In the final seconds of the 1958 World Cup final, with Brazil already 4-2 ahead, Pelé, then just 17 years old, received a long ball near the Swedish penalty area. He caught it on his chest, stunning it so smartly that the ball dropped at his feet. He stepped over the ball and effortlessly back-heeled it to a team mate. With the crowd still cheering this, the ball was lobbed back into the area and, insouciantly, Pelé flicked it with the side of his head into the goal. Within moments, Brazil had won their first World Cup, making the nation’s identity, then better known for coffee, synonymous with football. Pelé, reduced to floods of tears on the pitch, began his life as the embodiment of Brazilian football.
It is worth recalling how much was riding on this moment for Brazil. The country’s scintillating Afro-Brazilian stars, such as Leônidas, first caught the world’s attention at the 1938 World Cup. Commentators at the time suggested that the country’s hybrid Afro-Indian-European demography was the greatest strength behind its football and culture. The 1950 World Cup, held in Brazil, was meant to cement this notion, but the shock defeat to Uruguay in the final game – the Maracanazo – was read as a failure of the country’s modernisation and its pathological miscegenation; the black players were made scapegoats for the defeat and racist stereotypes were reactivated. In 1958 the curse was lifted. Brazil’s super-diverse squad had become champions playing in their own unique style; Pelé was the star, and the world took notice.
He was, of course, a supremely talented athlete who would have shone in any age, but his career coincided with a golden age of Brazilian football – when the game really was the very centre of cultural life – and the explosive spread of television, which massively amplified his presence everywhere. Consequently, Pelé was the first Brazilian footballer whose cultural impact exceeded the game, and football’s first global celebrity. Two moments illustrate this.

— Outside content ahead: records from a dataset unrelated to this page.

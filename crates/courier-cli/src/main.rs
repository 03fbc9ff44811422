use std::collections::HashSet;
use std::error::Error;
use std::sync::Arc;
use std::sync::Mutex;

use async_trait::async_trait;
use chrono::Utc;
use serde::Serialize;
use tokio::task::JoinHandle;
use tokio::time::{Duration, Instant, sleep};
use tokio_util::sync::CancellationToken;
use tracing_subscriber::EnvFilter;

use courier_core::app::config::RELAY_POLL_INTERVAL_MS;
use courier_core::app::{
    ConsumerApp, ConsumerConfig, ConsumerGroup, CreateMessageHandler, DeadLetterCount,
    OutboxCounts, OutboxRelay, RelayConfig,
};
use courier_core::domain::contracts::EntityCreated;
use courier_core::domain::message::{MessageStatus, NewMessage};
use courier_core::impls::{
    InMemoryBroker, InMemoryDatabase, InMemoryIdempotencyStore, InMemoryInboxStore,
    LoggingNotificationSender,
};
use courier_core::ports::{
    Broker, ChannelError, Clock, DeliveryChannel, DeliveryReport, IdGenerator, IdempotencyStore,
    InboxStore, MessageStore, OutboxStore, SystemClock, UlidGenerator,
};
use courier_core::services::{
    DeliveryService, DispatchStatusProjection, InboxService, NotificationService,
};
use courier_core::topology::{RetryPolicy, Topology};

/// 配送チャネルのシミュレーション
/// - アドレスが `bounce:` で始まる → 配送不能
/// - recipient が `flaky` → 初回だけチャネル障害（再配送で成功）
struct SimulatedChannel {
    failed_once: Mutex<HashSet<String>>,
}

impl SimulatedChannel {
    fn new() -> Self {
        Self {
            failed_once: Mutex::new(HashSet::new()),
        }
    }
}

#[async_trait]
impl DeliveryChannel for SimulatedChannel {
    async fn deliver(&self, message: &EntityCreated) -> Result<DeliveryReport, ChannelError> {
        sleep(Duration::from_millis(50)).await;

        if message.recipient == "flaky" {
            let mut failed = self
                .failed_once
                .lock()
                .map_err(|_| ChannelError::Unavailable("channel state poisoned".into()))?;
            if failed.insert(message.message_id.to_string()) {
                return Err(ChannelError::Unavailable("gateway timeout".into()));
            }
        }

        match message.delivery_address.as_deref() {
            Some(address) if address.starts_with("bounce:") => Ok(DeliveryReport::Undeliverable {
                reason: format!("address {address} rejected the message"),
            }),
            Some(address) => Ok(DeliveryReport::Delivered {
                notes: Some(format!("handed to {address} at {}", Utc::now().format("%H:%M:%S"))),
            }),
            None => Ok(DeliveryReport::Delivered { notes: None }),
        }
    }
}

#[derive(Debug, Serialize)]
struct Summary {
    messages: Vec<(String, String, MessageStatus)>,
    dispatch_outbox: OutboxCounts,
    delivery_outbox: OutboxCounts,
    inbox_entries: usize,
    notifications_sent: usize,
    dead_letters: Vec<DeadLetterCount>,
}

#[tokio::main]
async fn main() -> Result<(), Box<dyn Error>> {
    tracing_subscriber::fmt()
        .with_env_filter(
            EnvFilter::try_from_default_env().unwrap_or_else(|_| EnvFilter::new("info")),
        )
        .init();

    // (A) 設定。デモなので poll 間隔の既定値だけ短くする
    let relay_config = RelayConfig::from_lookup(|key| {
        std::env::var(key)
            .ok()
            .or_else(|| (key == RELAY_POLL_INTERVAL_MS).then(|| "200".to_string()))
    })?;
    let consumer_config = ConsumerConfig::from_env()?;

    // (B) 共有インフラ
    let clock: Arc<dyn Clock> = Arc::new(SystemClock);
    let ids: Arc<dyn IdGenerator> = Arc::new(UlidGenerator::new(SystemClock));
    let broker = InMemoryBroker::new(RetryPolicy::STANDARD);
    broker.declare(&Topology::standard()).await?;
    let broker_port: Arc<dyn Broker> = Arc::new(broker.clone());
    let idempotency: Arc<dyn IdempotencyStore> = Arc::new(InMemoryIdempotencyStore::new());
    let token = CancellationToken::new();

    // (C) サービスごとのデータベースと relay
    let dispatch_db = InMemoryDatabase::new();
    let delivery_db = InMemoryDatabase::new();
    let inbox = InMemoryInboxStore::new();
    let sender = LoggingNotificationSender::new();

    let relays: Vec<JoinHandle<()>> = [("dispatch", &dispatch_db), ("delivery", &delivery_db)]
        .into_iter()
        .map(|(service, db)| {
            let relay = OutboxRelay::new(
                Arc::new(db.clone()),
                Arc::clone(&broker_port),
                Arc::clone(&clock),
                relay_config.clone(),
                tracing::info_span!("relay", service),
            );
            let token = token.clone();
            tokio::spawn(async move { relay.run(token).await })
        })
        .collect();

    // (D) consumer を起動
    let apps: Vec<ConsumerApp> = vec![
        DeliveryService::new(
            Arc::new(SimulatedChannel::new()),
            Arc::new(delivery_db.clone()),
            Arc::clone(&clock),
            tracing::info_span!("delivery"),
        )
        .consumer_app()?,
        DispatchStatusProjection::new(
            Arc::new(dispatch_db.clone()),
            tracing::info_span!("dispatch_status"),
        )
        .consumer_app()?,
        NotificationService::new(Arc::new(sender.clone()), tracing::info_span!("notification"))
            .consumer_app()?,
        InboxService::new(Arc::new(inbox.clone()), tracing::info_span!("inbox")).consumer_app()?,
    ];
    let groups: Vec<ConsumerGroup> = apps
        .into_iter()
        .map(|app| {
            let span = tracing::info_span!("consumer", queue = %app.queue());
            ConsumerGroup::spawn(
                Arc::new(app),
                Arc::clone(&broker_port),
                Arc::clone(&idempotency),
                &consumer_config,
                span,
                token.clone(),
            )
        })
        .collect();

    // (E) Message を作成（最後の 1 件は検証エラーになる）
    let create = CreateMessageHandler::new(
        Arc::new(dispatch_db.clone()),
        Arc::clone(&ids),
        Arc::clone(&clock),
        tracing::info_span!("create_message"),
    );
    let requests = [
        NewMessage::new("alice", "bob", "Lunch at noon?"),
        NewMessage::new("alice", "carol", "Parcel at the front desk")
            .with_delivery_address("desk-3"),
        NewMessage::new("bob", "dave", "Call me back").with_delivery_address("bounce:dave"),
        NewMessage::new("carol", "flaky", "Retry me"),
        NewMessage::new("dave", "   ", "nobody to deliver to"),
    ];
    let mut created = Vec::new();
    for request in requests {
        match create.handle(request).await {
            Ok(message) => {
                println!("created: {} ({} -> {})", message.id, message.originator, message.recipient);
                created.push(message.id);
            }
            Err(e) => println!("rejected: {e}"),
        }
    }

    // (F) 全件が終端状態になるか、タイムアウトか、Ctrl-C まで待つ
    let deadline = Instant::now() + Duration::from_secs(30);
    tokio::select! {
        _ = tokio::signal::ctrl_c() => println!("interrupted"),
        _ = async {
            while Instant::now() < deadline {
                let open = dispatch_db.find_by_status(MessageStatus::Created).await.map_or(0, |m| m.len())
                    + dispatch_db.find_by_status(MessageStatus::InProgress).await.map_or(0, |m| m.len());
                if open == 0 {
                    break;
                }
                sleep(Duration::from_millis(100)).await;
            }
        } => {}
    }
    // 最後の outbox（通知と inbox の command）が流れきるのを少し待つ
    sleep(relay_config.poll_interval * 3).await;

    // (G) 集計を出力
    let now = clock.now();
    let mut messages = Vec::new();
    for id in &created {
        if let Some(message) = MessageStore::get(&dispatch_db, *id).await? {
            messages.push((message.id.to_string(), message.recipient, message.status));
        }
    }
    let mut inbox_entries = 0;
    for recipient in ["bob", "carol", "dave", "flaky"] {
        inbox_entries += inbox.entries_for(recipient).await?.len();
    }
    let summary = Summary {
        messages,
        dispatch_outbox: dispatch_db.counts(now).await?,
        delivery_outbox: delivery_db.counts(now).await?,
        inbox_entries,
        notifications_sent: sender.sent(),
        dead_letters: broker.dead_letter_counts().await,
    };
    println!("{}", serde_json::to_string_pretty(&summary)?);

    // (H) graceful shutdown
    token.cancel();
    for group in groups {
        group.shutdown_and_join().await;
    }
    for relay in relays {
        relay.await?;
    }
    Ok(())
}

First, was Pelé’s 1,000th goal, a marker concocted by the Brazilian media that in late 1969 turned into a gigantic circus, a made-for-TV spectacle that saw journalists and cameras track his every move as the milestone came into view. When he finally scored it, live on TV, it was deemed so important that the next day, in Brazil, it was considered just as important as the Apollo 12 moon landings.
Second, the 1970 World Cup final, in which Pelé’s Brazil beat Italy 4-1 is often thought to have been the finest performance of any team, ever. The gold standard – what Pelé himself termed o jogo bonito, the beautiful game. Good as the game was, what fixed the moment in the global imagination was that it was the first World Cup final to be broadcast live across the world by satellite, and the first to be available in colour – Brazil’s canary-yellow shirts, for the first time, were shown in all their chromatic glory, shimmering in the Mexican sun.
TV aside, Pelé was the first truly multimedia football star. He was celebrated in song by many of Brazil’s leading popular musicians, from Jackson do Pandeiro to Chico Buarque. Brazil’s most august poets, such as João Cabral Melo Neto, did likewise. For a time, he had his own radio show, released a number of hit records, starred in telenovelas, and has been the subject of no less than five film biographies. His own acting career, essentially playing Pele, included the cult Escape to Victory and a turn as a private-eye-cum-social-worker, in Os Trombadhinas.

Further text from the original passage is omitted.